Grieving is the outward expression of your loss. Your grief
is likely to be expressed physically, emotionally, and psychologically.
For instance, crying is a physical expression, while depression
is a psychological expression.
It is very important to allow yourself to express these feelings.
Often, death is a subject that is avoided, ignored or denied.
At first it may seem helpful to separate yourself from the
pain, but you cannot avoid grieving forever. Someday those
feelings will need to be resolved or they may cause physical
or emotional illness.
Many people report physical symptoms that accompany grief.
Stomach pain, loss of appetite, intestinal upsets, sleep disturbances
and loss of energy are all common symptoms of acute grief.
Of all life's stresses, mourning can seriously test your
natural defense systems. Existing illnesses may worsen or
new conditions may develop.
Profound emotional reactions may occur. These reactions include
anxiety attacks, chronic fatigue, depression and thoughts
of suicide. An obsession with the deceased is also a common
reaction to death.
Dealing with a Major Loss
The death of a loved one is always difficult. Your reactions
are influenced by the circumstances of a death, particularly
when it is sudden or accidental. Your reactions are also influenced
by your relationship with the person who died.

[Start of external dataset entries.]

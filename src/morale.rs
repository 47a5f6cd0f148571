use serde::{Deserialize, Serialize};

use crate::matches::{Match, MatchResult, most_recent_first};

/// Matches scored in the current window.
const MORALE_WINDOW: usize = 8;
/// Below this many matches in a window there is no signal worth reporting.
const MIN_SAMPLE: usize = 3;
/// Linear recency decay per position; with the window at 8 the weights stay
/// in [0.3, 1.0].
const WEIGHT_DECAY: f64 = 0.1;

const WIN_POINTS: f64 = 3.0;
const DRAW_POINTS: f64 = 1.0;
const LOSS_POINTS: f64 = -2.0;
const GOAL_POINTS: f64 = 1.0;
const ASSIST_POINTS: f64 = 0.5;
const GOAL_DIFF_POINTS: f64 = 0.2;

// Raw per-match scores land in roughly this band; the 0–100 scale is a fixed
// affine map of it, so the thresholds below keep their meaning over time.
const RAW_MIN: f64 = -5.0;
const RAW_MAX: f64 = 15.0;

#[derive(Debug, Clone, Copy, PartialEq, Eq, Serialize, Deserialize)]
#[serde(rename_all = "snake_case")]
pub enum MoraleLevel {
    Invincible,
    OnFire,
    Excellent,
    VeryGood,
    Good,
    Steady,
    Shaky,
    Low,
    Fragile,
    Crisis,
}

#[derive(Debug, Clone, Copy, PartialEq, Eq, Serialize, Deserialize)]
#[serde(rename_all = "lowercase")]
pub enum MoraleTrend {
    Up,
    Down,
    Same,
    New,
}

/// What the current window looked like, for display next to the score.
#[derive(Debug, Clone, PartialEq, Eq, Serialize, Deserialize)]
#[serde(rename_all = "camelCase")]
pub struct RecentSummary {
    /// E.g. "5W-2D-1L".
    pub record: String,
    pub goals: u32,
    pub assists: u32,
    pub matches: usize,
}

#[derive(Debug, Clone, PartialEq, Serialize, Deserialize)]
#[serde(rename_all = "camelCase")]
pub struct PlayerMorale {
    pub level: MoraleLevel,
    /// 0–100, recency-weighted.
    pub score: f64,
    pub trend: MoraleTrend,
    pub recent: RecentSummary,
}

/// Recomputed from raw history on every call; there is no carried state, the
/// recency weighting comes entirely from the window plus linear decay.
/// `None` means fewer than 3 matches in the scoring window, not an error.
pub fn calculate_team_morale(matches: &[Match]) -> Option<PlayerMorale> {
    let recent = most_recent_first(matches);

    let current_window = &recent[..recent.len().min(MORALE_WINDOW)];
    let score = score_for_window(current_window)?;

    let trend = if recent.len() <= MORALE_WINDOW {
        MoraleTrend::New
    } else {
        let shifted = &recent[1..recent.len().min(MORALE_WINDOW + 1)];
        match score_for_window(shifted) {
            None => MoraleTrend::New,
            Some(previous) => {
                if score > previous + 1.0 {
                    MoraleTrend::Up
                } else if score < previous - 1.0 {
                    MoraleTrend::Down
                } else {
                    MoraleTrend::Same
                }
            }
        }
    };

    Some(PlayerMorale {
        level: level_for_score(score),
        score,
        trend,
        recent: summarize_window(current_window),
    })
}

/// Weighted 0–100 score of one slice (most recent first), or `None` when the
/// slice is too small to mean anything.
fn score_for_window(window: &[&Match]) -> Option<f64> {
    if window.len() < MIN_SAMPLE {
        return None;
    }

    let mut weighted = 0.0;
    let mut weight_sum = 0.0;
    for (index, m) in window.iter().enumerate() {
        let result_points = match m.result {
            MatchResult::Win => WIN_POINTS,
            MatchResult::Draw => DRAW_POINTS,
            MatchResult::Loss => LOSS_POINTS,
        };
        let raw = result_points
            + GOAL_POINTS * m.my_goals as f64
            + ASSIST_POINTS * m.my_assists as f64
            + GOAL_DIFF_POINTS * m.goal_difference() as f64;

        let weight = 1.0 - index as f64 * WEIGHT_DECAY;
        weighted += raw * weight;
        weight_sum += weight;
    }

    let avg = weighted / weight_sum;
    let normalized = (avg - RAW_MIN) / (RAW_MAX - RAW_MIN) * 100.0;
    Some(normalized.clamp(0.0, 100.0))
}

fn level_for_score(score: f64) -> MoraleLevel {
    if score >= 100.0 {
        MoraleLevel::Invincible
    } else if score >= 90.0 {
        MoraleLevel::OnFire
    } else if score >= 80.0 {
        MoraleLevel::Excellent
    } else if score >= 70.0 {
        MoraleLevel::VeryGood
    } else if score >= 60.0 {
        MoraleLevel::Good
    } else if score >= 50.0 {
        MoraleLevel::Steady
    } else if score >= 40.0 {
        MoraleLevel::Shaky
    } else if score >= 30.0 {
        MoraleLevel::Low
    } else if score >= 10.0 {
        MoraleLevel::Fragile
    } else {
        MoraleLevel::Crisis
    }
}

fn summarize_window(window: &[&Match]) -> RecentSummary {
    let mut wins = 0u32;
    let mut draws = 0u32;
    let mut losses = 0u32;
    let mut goals = 0u32;
    let mut assists = 0u32;

    for m in window {
        match m.result {
            MatchResult::Win => wins += 1,
            MatchResult::Draw => draws += 1,
            MatchResult::Loss => losses += 1,
        }
        goals += m.my_goals;
        assists += m.my_assists;
    }

    RecentSummary {
        record: format!("{wins}W-{draws}D-{losses}L"),
        goals,
        assists,
        matches: window.len(),
    }
}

A child's death arouses an overwhelming sense
of injustice for lost potential, unfulfilled dreams
and senseless suffering. Parents may feel responsible for
the child's death, no matter how irrational that may
seem. Parents may also feel that they have lost a vital part
of their own identity.
A spouse's death is very traumatic. In addition
to the severe emotional shock, the death may cause a potential
financial crisis if the spouse was the family's main
income source. The death may necessitate major social adjustments
requiring the surviving spouse to parent alone, adjust to
single life and maybe even return to work.
Elderly people may be especially vulnerable when they lose
a spouse because it means losing a lifetime of shared experiences.

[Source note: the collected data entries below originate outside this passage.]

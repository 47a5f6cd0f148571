use std::fs;
use std::path::{Path, PathBuf};

use anyhow::{Context, Result};
use serde::{Deserialize, Serialize};

use crate::matches::Match;

const DATA_DIR: &str = "matchlog";
const LOG_FILE: &str = "matches.json";
const LOG_VERSION: u32 = 1;

#[derive(Debug, Clone, Serialize, Deserialize)]
struct LogFile {
    version: u32,
    matches: Vec<Match>,
}

/// Reads a match log. A missing file is an empty log, not an error; a file
/// that exists but does not parse is an error the caller should see.
pub fn load_log(path: &Path) -> Result<Vec<Match>> {
    if !path.exists() {
        return Ok(Vec::new());
    }
    let raw =
        fs::read_to_string(path).with_context(|| format!("read match log {}", path.display()))?;
    let file: LogFile =
        serde_json::from_str(&raw).with_context(|| format!("parse match log {}", path.display()))?;
    if file.version != LOG_VERSION {
        anyhow::bail!(
            "match log {} has version {}, expected {LOG_VERSION}",
            path.display(),
            file.version
        );
    }
    Ok(file.matches)
}

pub fn save_log(path: &Path, matches: &[Match]) -> Result<()> {
    if let Some(parent) = path.parent() {
        let _ = fs::create_dir_all(parent);
    }
    let file = LogFile {
        version: LOG_VERSION,
        matches: matches.to_vec(),
    };
    let json = serde_json::to_string_pretty(&file).context("serialize match log")?;
    let tmp = path.with_extension("json.tmp");
    fs::write(&tmp, json).with_context(|| format!("write {}", tmp.display()))?;
    fs::rename(&tmp, path).with_context(|| format!("swap into {}", path.display()))?;
    Ok(())
}

/// Default log location, XDG first with a ~/.local/share fallback.
pub fn default_log_path() -> Option<PathBuf> {
    if let Ok(base) = std::env::var("XDG_DATA_HOME") {
        if !base.trim().is_empty() {
            return Some(PathBuf::from(base).join(DATA_DIR).join(LOG_FILE));
        }
    }
    let home = std::env::var("HOME").ok()?;
    if home.trim().is_empty() {
        return None;
    }
    Some(
        PathBuf::from(home)
            .join(".local")
            .join("share")
            .join(DATA_DIR)
            .join(LOG_FILE),
    )
}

At this time, feelings of loneliness may be compounded by
the death of close friends.
A loss due to suicide can be among the most difficult
losses to bear. They may leave the survivors with a tremendous
burden of guilt, anger and shame. Survivors may even feel
responsible for the death. Seeking counseling during the first
weeks after the suicide is particularly beneficial and advisable.
Living with Grief
Coping with death is vital to your mental health. It is only
natural to experience grief when a loved one dies. The best
thing you can do is allow yourself to grieve. There are many
ways to cope effectively with your pain.
- Seek out caring people. Find relatives and friends
who can understand your feelings of loss. Join support groups
with others who are experiencing similar losses.
- Express your feelings. Tell others how you are
feeling; it will help you to work through the grieving process.

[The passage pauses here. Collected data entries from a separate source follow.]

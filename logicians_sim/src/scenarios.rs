//! Named puzzle set-ups.

use logicians_core::{Position, Round};

/// Scenario identifiers
#[derive(Debug, Clone, Copy, PartialEq, Eq)]
pub enum ScenarioId {
    /// One logician alone on the line
    Lone,

    /// Two logicians at both ends of a three-slot line
    FarApart,

    /// Two logicians side by side at the left edge
    AdjacentPair,

    /// Two logicians pinned to both ends of a longer line
    EdgePair,

    /// Two logicians inside a longer line
    InnerPair,

    /// Three logicians evenly spaced
    Trio,

    /// Three logicians, two of them bunched together
    Crowd,

    /// Every slot taken
    FullLine,
}

/// Concrete input for a scenario (0-based positions).
#[derive(Debug, Clone, PartialEq, Eq)]
pub struct ScenarioSetup {
    pub num_logicians: usize,
    pub num_positions: usize,
    pub arrangement: Vec<Position>,
}

impl ScenarioId {
    /// Returns a list of all scenarios.
    pub fn all() -> Vec<ScenarioId> {
        vec![
            ScenarioId::Lone,
            ScenarioId::FarApart,
            ScenarioId::AdjacentPair,
            ScenarioId::EdgePair,
            ScenarioId::InnerPair,
            ScenarioId::Trio,
            ScenarioId::Crowd,
            ScenarioId::FullLine,
        ]
    }

    /// Returns the scenario name.
    pub fn name(&self) -> &'static str {
        match self {
            ScenarioId::Lone => "lone",
            ScenarioId::FarApart => "far_apart",
            ScenarioId::AdjacentPair => "adjacent_pair",
            ScenarioId::EdgePair => "edge_pair",
            ScenarioId::InnerPair => "inner_pair",
            ScenarioId::Trio => "trio",
            ScenarioId::Crowd => "crowd",
            ScenarioId::FullLine => "full_line",
        }
    }

    /// Returns a description of the scenario.
    pub fn description(&self) -> &'static str {
        match self {
            ScenarioId::Lone => "1 logician on 5 positions: nothing to rule out",
            ScenarioId::FarApart => "2 logicians at both ends of 3 positions",
            ScenarioId::AdjacentPair => "2 logicians at positions 1-2 of 4",
            ScenarioId::EdgePair => "2 logicians at positions 1 and 5 of 5",
            ScenarioId::InnerPair => "2 logicians at positions 2 and 4 of 5",
            ScenarioId::Trio => "3 logicians at positions 1, 3, 5 of 5",
            ScenarioId::Crowd => "3 logicians at positions 1, 2, 5 of 6",
            ScenarioId::FullLine => "4 logicians filling 4 positions",
        }
    }

    /// Returns the puzzle input.
    pub fn setup(&self) -> ScenarioSetup {
        let (num_logicians, num_positions, arrangement) = match self {
            ScenarioId::Lone => (1, 5, vec![2]),
            ScenarioId::FarApart => (2, 3, vec![0, 2]),
            ScenarioId::AdjacentPair => (2, 4, vec![0, 1]),
            ScenarioId::EdgePair => (2, 5, vec![0, 4]),
            ScenarioId::InnerPair => (2, 5, vec![1, 3]),
            ScenarioId::Trio => (3, 5, vec![0, 2, 4]),
            ScenarioId::Crowd => (3, 6, vec![0, 1, 4]),
            ScenarioId::FullLine => (4, 4, vec![2, 0, 3, 1]),
        };
        ScenarioSetup {
            num_logicians,
            num_positions,
            arrangement,
        }
    }

    /// Known first-yes rounds, where they have been worked out by hand.
    pub fn expected(&self) -> Option<Vec<Option<Round>>> {
        match self {
            ScenarioId::Lone => Some(vec![Some(0)]),
            ScenarioId::FarApart => Some(vec![Some(0), Some(0)]),
            ScenarioId::AdjacentPair => Some(vec![None, Some(0)]),
            ScenarioId::EdgePair => Some(vec![Some(0), Some(0)]),
            ScenarioId::FullLine => Some(vec![Some(0); 4]),
            _ => None,
        }
    }
}

impl std::fmt::Display for ScenarioId {
    fn fmt(&self, f: &mut std::fmt::Formatter<'_>) -> std::fmt::Result {
        write!(f, "{}", self.name())
    }
}

impl std::str::FromStr for ScenarioId {
    type Err = String;

    fn from_str(s: &str) -> Result<Self, Self::Err> {
        match s.to_lowercase().as_str() {
            "lone" => Ok(ScenarioId::Lone),
            "far_apart" | "farapart" => Ok(ScenarioId::FarApart),
            "adjacent_pair" | "adjacentpair" => Ok(ScenarioId::AdjacentPair),
            "edge_pair" | "edgepair" => Ok(ScenarioId::EdgePair),
            "inner_pair" | "innerpair" => Ok(ScenarioId::InnerPair),
            "trio" => Ok(ScenarioId::Trio),
            "crowd" => Ok(ScenarioId::Crowd),
            "full_line" | "fullline" => Ok(ScenarioId::FullLine),
            _ => Err(format!("Unknown scenario: {}", s)),
        }
    }
}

- Take care of your health. Maintain regular contact
with your family physician and be sure to eat well and get
plenty of rest. Be aware of the danger of developing a dependence
on medication or alcohol to deal with your grief.
- Accept that life is for the living. It takes effort
to begin to live again in the present and not dwell on the
past.
- Postpone major life changes. Try to hold off on
making any major changes, such as moving, remarrying, changing
jobs or having another child. You should give yourself time
to adjust to your loss.
- Be patient. It can take months or even years to
absorb a major loss and accept your changed life.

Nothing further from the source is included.